Labels are to blame for streaming pittance – former Spotify exec
Former Spotify director of research Tristan Jehan recently explained why artists get low payout-per-stream rates from music streaming companies.
Jehan addressed the issue in an interview with Globes, an Israeli publication. The interview is no longer available on the Hebrew-language site. However, Music Ally on 9 September reported on the article using Google Translate before it was removed. Globes has not said why the interview was taken down.
Jehan was quoted as saying: “The artists get paid low [for music streaming], but the blame is on the labels. Today, streaming is a big chunk of global music revenues, and I think the future is positive, and that streaming is going to help artists in the long run, but that model is not reflected today in artists’ contracts.
“Companies like Spotify return 75% of the revenue to the industry, but they never pay directly to the artists, but to the labels. The problem is that today, artists still only get 10-15% of the revenue and the labels keep the rest.”

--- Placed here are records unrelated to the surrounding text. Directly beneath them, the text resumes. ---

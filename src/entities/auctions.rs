//! `SeaORM` Entity for auctions table

use sea_orm::entity::prelude::*;
use serde::{Deserialize, Serialize};

#[derive(Clone, Debug, PartialEq, DeriveEntityModel, Eq, Serialize, Deserialize)]
#[sea_orm(table_name = "auctions")]
pub struct Model {
    #[sea_orm(primary_key)]
    pub id: i32,
    pub auction_date: Date,
    pub production_month: String,
    /// Reserve price in EUR/MWh
    #[sea_orm(column_type = "Decimal(Some((12, 4)))")]
    pub reserve_price: Decimal,
    pub created_at: DateTime,
}

#[derive(Copy, Clone, Debug, EnumIter, DeriveRelation)]
pub enum Relation {
    #[sea_orm(has_many = "super::auction_regions::Entity")]
    AuctionRegions,
    #[sea_orm(has_many = "super::auction_technologies::Entity")]
    AuctionTechnologies,
}

impl Related<super::auction_regions::Entity> for Entity {
    fn to() -> RelationDef {
        Relation::AuctionRegions.def()
    }
}

impl Related<super::auction_technologies::Entity> for Entity {
    fn to() -> RelationDef {
        Relation::AuctionTechnologies.def()
    }
}

impl ActiveModelBehavior for ActiveModel {}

Jehan joined Spotify in 2014 after it acquired The Echo Nest, a music-data platform he had co-founded in 2005. He held his position with Spotify until February this year before moving to his current employer TechnoArt, an Israeli startup incubator and support firm.
Low per-stream royalties from Spotify and other streaming services have been a bone of contention for a long time. Last month, Spotify CEO Daniel Ek told musicians that they needed to release more music if they wanted to survive.
"There is a narrative fallacy here, combined with the fact that, obviously, some artists that used to do well in the past may not do well in this future landscape, where you can’t record music once every three to four years and think that’s going to be enough,” Ek said.
Musicians fired back at EK’s comments on social media. “In the middle of the seemingly endless and expensive and expertise-requiring tasks that are involved in putting out a record, and so in the perfect frame of mind to honestly say: go f*ck yourself, Daniel Ek,” a Twitter user wrote.
The expletives didn’t end with that user. US rock musician Dee Snider of Twisted Sister fame wrote: “While you (the listener) benefit & enjoy Spotify, it's part of what's killing a major income stream for artist/creators. The amount of artists 'rich enough' to withstand this loss are about .0001%. Daniel Ek's solution is for us to write & record more on our dime?! F*ck him!”
The articulate Snider is known for his decades-long music activism, particularly when he testified at a US Senate hearing in 1985 led by Tipper Gore. The result of the hearing, which was about censoring music containing offensive material, led to the general 'Parental Advisory: Explicit Content' label.
Meanwhile, Kobalt-owned music platform AWAL recently said hundreds of its artists were earning more than $100 000 a year from streaming revenues.